#### YOUR INSTRUCTIONS
Report how many lines below include "messages", giving the figure alone.

#### DATA PROVIDED
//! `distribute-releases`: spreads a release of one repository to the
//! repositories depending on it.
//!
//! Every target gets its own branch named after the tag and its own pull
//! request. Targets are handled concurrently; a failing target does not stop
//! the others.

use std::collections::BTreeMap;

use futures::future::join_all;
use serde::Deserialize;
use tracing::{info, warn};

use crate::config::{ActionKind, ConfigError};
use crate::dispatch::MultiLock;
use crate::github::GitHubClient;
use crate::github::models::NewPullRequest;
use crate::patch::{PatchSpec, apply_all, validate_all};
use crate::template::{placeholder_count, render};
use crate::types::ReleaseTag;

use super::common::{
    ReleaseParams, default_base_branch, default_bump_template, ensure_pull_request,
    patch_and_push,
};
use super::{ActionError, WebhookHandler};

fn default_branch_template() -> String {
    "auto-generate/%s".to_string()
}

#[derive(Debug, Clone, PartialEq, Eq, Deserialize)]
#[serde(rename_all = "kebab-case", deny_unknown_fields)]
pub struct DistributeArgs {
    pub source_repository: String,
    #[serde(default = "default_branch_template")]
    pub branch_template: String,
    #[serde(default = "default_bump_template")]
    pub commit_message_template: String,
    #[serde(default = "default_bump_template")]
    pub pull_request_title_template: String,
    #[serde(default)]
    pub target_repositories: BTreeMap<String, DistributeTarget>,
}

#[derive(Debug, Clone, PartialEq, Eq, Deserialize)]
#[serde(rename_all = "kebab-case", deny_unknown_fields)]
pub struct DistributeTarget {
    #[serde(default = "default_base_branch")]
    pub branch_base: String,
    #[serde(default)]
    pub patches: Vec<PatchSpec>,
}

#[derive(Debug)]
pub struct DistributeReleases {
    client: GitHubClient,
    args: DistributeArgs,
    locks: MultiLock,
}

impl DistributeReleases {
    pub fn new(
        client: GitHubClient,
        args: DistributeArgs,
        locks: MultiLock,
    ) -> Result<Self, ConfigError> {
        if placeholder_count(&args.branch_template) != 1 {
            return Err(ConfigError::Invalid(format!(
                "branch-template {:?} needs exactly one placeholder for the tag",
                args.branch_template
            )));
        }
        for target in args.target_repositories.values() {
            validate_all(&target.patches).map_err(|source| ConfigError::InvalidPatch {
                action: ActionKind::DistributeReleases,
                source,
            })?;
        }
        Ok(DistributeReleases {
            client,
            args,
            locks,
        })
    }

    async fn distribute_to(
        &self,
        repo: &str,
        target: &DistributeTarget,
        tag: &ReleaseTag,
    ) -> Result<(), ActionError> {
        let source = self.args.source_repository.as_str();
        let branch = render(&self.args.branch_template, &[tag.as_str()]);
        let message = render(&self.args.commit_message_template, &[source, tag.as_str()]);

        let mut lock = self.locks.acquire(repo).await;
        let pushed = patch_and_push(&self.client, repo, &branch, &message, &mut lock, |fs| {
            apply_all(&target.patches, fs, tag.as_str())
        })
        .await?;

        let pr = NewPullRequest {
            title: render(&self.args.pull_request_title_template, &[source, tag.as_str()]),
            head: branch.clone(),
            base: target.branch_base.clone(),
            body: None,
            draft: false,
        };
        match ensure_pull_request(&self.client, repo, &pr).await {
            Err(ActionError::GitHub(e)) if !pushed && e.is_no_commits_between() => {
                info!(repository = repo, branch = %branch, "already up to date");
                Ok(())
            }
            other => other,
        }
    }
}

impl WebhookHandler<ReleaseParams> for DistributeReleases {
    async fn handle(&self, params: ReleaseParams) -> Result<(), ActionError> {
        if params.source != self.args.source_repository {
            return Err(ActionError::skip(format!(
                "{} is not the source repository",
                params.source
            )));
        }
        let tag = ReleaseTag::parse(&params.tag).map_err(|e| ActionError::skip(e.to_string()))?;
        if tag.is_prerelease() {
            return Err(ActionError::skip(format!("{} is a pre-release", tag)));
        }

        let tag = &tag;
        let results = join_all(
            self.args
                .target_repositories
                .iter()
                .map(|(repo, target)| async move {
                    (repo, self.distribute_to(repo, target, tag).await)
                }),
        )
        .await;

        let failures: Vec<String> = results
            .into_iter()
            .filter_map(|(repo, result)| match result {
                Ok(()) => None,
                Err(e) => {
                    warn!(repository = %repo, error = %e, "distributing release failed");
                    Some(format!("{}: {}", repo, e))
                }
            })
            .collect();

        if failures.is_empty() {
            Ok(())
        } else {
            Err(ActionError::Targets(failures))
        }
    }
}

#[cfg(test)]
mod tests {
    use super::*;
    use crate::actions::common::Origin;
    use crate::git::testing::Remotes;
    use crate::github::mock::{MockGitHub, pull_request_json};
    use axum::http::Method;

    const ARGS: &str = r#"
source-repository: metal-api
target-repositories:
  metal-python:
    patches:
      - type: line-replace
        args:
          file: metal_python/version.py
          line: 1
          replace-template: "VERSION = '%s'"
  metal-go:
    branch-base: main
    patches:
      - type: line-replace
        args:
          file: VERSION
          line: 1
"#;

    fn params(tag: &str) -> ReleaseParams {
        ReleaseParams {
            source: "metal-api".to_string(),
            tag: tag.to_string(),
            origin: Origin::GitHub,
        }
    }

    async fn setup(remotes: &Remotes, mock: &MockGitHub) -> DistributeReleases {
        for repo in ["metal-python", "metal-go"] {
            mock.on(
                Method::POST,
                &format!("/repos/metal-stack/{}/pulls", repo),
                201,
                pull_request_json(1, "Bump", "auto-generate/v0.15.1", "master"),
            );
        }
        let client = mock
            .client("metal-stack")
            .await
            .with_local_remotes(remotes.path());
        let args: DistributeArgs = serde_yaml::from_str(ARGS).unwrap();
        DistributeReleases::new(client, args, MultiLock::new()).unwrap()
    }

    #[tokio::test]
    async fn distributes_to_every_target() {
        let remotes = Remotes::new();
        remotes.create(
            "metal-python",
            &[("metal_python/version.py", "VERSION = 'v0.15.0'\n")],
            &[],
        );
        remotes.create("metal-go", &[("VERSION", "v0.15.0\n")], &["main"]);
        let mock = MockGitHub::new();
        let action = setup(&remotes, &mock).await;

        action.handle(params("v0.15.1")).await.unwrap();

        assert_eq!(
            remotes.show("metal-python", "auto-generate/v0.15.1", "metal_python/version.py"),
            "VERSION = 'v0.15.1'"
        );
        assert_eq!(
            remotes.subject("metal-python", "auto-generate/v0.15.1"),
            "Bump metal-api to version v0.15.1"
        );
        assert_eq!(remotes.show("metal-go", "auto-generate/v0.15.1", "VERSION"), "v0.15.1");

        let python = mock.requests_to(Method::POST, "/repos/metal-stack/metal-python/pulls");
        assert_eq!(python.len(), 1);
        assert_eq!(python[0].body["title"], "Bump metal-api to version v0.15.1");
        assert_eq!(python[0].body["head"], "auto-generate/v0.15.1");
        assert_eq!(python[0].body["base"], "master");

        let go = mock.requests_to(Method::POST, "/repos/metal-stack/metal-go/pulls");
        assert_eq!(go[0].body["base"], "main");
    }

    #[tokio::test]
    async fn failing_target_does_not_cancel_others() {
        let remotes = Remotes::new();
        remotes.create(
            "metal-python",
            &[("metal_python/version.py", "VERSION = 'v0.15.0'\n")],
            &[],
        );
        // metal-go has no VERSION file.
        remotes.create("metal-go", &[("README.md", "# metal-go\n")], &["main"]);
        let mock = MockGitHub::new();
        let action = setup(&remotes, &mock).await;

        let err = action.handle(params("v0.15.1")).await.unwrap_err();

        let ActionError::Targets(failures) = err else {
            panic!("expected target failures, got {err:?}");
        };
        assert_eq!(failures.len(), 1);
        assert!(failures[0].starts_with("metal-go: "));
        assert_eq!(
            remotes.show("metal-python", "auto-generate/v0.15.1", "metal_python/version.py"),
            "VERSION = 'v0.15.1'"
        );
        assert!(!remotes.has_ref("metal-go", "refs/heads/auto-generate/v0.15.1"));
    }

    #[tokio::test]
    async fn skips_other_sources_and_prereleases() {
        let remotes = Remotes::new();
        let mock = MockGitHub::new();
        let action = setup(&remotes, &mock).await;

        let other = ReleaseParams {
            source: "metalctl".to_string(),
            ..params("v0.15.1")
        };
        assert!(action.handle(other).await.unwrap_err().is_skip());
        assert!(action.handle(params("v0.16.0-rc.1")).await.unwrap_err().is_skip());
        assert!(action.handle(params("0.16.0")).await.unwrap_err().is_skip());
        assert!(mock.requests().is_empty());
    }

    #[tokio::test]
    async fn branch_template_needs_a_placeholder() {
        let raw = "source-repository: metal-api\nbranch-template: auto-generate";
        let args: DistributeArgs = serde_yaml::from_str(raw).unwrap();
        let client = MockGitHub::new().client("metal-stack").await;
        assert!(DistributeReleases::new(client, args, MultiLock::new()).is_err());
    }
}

--

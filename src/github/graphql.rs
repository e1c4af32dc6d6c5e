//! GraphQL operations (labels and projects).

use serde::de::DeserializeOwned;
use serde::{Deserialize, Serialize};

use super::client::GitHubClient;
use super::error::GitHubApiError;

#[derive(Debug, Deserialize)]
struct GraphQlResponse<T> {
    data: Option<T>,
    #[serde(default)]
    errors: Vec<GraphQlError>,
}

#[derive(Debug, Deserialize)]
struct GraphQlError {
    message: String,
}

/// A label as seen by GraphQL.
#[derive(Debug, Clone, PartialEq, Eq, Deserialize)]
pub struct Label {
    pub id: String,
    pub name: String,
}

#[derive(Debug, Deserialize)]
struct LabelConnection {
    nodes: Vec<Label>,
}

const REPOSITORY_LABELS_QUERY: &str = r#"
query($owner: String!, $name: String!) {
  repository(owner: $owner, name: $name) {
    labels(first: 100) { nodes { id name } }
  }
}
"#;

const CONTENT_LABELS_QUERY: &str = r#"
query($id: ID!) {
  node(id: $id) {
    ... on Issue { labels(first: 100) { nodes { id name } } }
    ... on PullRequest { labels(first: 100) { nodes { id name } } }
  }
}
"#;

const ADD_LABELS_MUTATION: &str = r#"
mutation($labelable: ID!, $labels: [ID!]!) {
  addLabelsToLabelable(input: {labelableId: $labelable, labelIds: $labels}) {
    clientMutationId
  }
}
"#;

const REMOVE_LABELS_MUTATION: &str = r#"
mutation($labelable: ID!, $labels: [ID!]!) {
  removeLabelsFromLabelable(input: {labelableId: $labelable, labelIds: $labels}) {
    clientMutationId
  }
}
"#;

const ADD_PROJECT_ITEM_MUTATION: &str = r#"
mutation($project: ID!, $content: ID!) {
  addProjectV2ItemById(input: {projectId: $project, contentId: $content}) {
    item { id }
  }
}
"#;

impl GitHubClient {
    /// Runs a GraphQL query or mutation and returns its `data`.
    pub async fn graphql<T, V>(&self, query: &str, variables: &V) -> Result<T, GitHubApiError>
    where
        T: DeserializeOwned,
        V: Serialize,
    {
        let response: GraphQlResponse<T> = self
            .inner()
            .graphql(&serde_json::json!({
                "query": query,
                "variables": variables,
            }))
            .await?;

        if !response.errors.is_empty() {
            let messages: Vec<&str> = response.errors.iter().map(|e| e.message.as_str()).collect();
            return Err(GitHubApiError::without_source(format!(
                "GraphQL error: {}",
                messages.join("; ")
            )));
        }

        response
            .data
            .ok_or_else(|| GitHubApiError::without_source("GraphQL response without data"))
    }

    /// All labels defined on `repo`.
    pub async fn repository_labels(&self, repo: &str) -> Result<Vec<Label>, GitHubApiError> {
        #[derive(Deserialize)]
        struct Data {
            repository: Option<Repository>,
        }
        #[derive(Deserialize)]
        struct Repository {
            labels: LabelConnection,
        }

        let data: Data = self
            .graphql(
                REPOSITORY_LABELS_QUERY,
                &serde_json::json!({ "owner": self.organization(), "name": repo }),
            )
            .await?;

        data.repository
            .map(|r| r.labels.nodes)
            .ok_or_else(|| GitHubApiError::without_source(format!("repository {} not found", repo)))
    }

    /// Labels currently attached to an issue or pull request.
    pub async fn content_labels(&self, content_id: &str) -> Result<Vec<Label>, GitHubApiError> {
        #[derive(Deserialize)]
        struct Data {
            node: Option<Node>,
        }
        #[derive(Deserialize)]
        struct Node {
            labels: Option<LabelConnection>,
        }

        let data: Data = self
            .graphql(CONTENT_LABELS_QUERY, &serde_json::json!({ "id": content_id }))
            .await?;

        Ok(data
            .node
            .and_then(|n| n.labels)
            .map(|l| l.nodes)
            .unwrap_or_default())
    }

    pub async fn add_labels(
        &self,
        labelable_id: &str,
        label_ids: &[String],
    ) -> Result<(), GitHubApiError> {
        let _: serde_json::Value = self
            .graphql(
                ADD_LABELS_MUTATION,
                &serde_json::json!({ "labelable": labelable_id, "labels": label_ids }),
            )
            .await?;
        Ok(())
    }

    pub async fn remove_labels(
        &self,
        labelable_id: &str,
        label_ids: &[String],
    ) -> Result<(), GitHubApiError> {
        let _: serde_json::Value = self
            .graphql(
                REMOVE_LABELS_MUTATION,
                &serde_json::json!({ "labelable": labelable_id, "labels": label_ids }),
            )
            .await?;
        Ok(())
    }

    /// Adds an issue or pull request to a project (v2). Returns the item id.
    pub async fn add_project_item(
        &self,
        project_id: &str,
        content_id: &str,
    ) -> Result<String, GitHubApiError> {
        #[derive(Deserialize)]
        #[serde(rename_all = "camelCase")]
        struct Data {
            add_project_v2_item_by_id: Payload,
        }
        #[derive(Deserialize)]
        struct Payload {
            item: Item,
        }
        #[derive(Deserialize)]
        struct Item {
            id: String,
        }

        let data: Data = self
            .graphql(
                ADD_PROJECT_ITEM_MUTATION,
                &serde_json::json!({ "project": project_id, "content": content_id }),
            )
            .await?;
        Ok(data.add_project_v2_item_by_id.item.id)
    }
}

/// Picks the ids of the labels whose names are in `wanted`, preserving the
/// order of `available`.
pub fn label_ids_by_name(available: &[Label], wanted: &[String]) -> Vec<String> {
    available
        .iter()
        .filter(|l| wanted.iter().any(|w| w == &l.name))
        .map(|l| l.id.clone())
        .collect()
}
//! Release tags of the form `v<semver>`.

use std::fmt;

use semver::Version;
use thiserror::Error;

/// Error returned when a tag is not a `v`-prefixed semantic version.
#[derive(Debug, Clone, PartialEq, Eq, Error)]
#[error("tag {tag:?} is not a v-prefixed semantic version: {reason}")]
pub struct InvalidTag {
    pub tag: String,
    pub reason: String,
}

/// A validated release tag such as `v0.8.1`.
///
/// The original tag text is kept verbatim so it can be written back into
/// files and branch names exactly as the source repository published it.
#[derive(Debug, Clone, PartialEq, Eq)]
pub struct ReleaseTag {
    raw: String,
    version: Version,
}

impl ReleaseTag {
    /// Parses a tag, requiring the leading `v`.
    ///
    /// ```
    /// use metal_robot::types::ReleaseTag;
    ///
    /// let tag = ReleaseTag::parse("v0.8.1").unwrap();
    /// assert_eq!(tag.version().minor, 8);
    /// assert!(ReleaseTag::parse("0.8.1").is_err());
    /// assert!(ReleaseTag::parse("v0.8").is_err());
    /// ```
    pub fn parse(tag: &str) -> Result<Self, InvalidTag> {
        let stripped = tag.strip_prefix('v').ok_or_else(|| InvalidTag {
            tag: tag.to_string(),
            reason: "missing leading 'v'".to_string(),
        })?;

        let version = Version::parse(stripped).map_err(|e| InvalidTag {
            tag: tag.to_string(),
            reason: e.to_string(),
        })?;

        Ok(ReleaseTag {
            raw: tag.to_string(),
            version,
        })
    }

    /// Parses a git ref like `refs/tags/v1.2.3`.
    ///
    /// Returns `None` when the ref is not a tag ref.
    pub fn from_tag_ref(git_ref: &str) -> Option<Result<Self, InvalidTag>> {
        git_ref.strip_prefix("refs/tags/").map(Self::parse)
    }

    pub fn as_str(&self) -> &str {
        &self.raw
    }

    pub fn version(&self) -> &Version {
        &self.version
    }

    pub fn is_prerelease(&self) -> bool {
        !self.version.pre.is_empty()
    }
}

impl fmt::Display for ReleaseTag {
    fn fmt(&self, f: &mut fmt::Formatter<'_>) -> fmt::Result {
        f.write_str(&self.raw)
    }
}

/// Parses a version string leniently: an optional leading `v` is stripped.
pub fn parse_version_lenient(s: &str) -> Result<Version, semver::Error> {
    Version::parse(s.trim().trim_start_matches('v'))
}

#### RESPONSE
2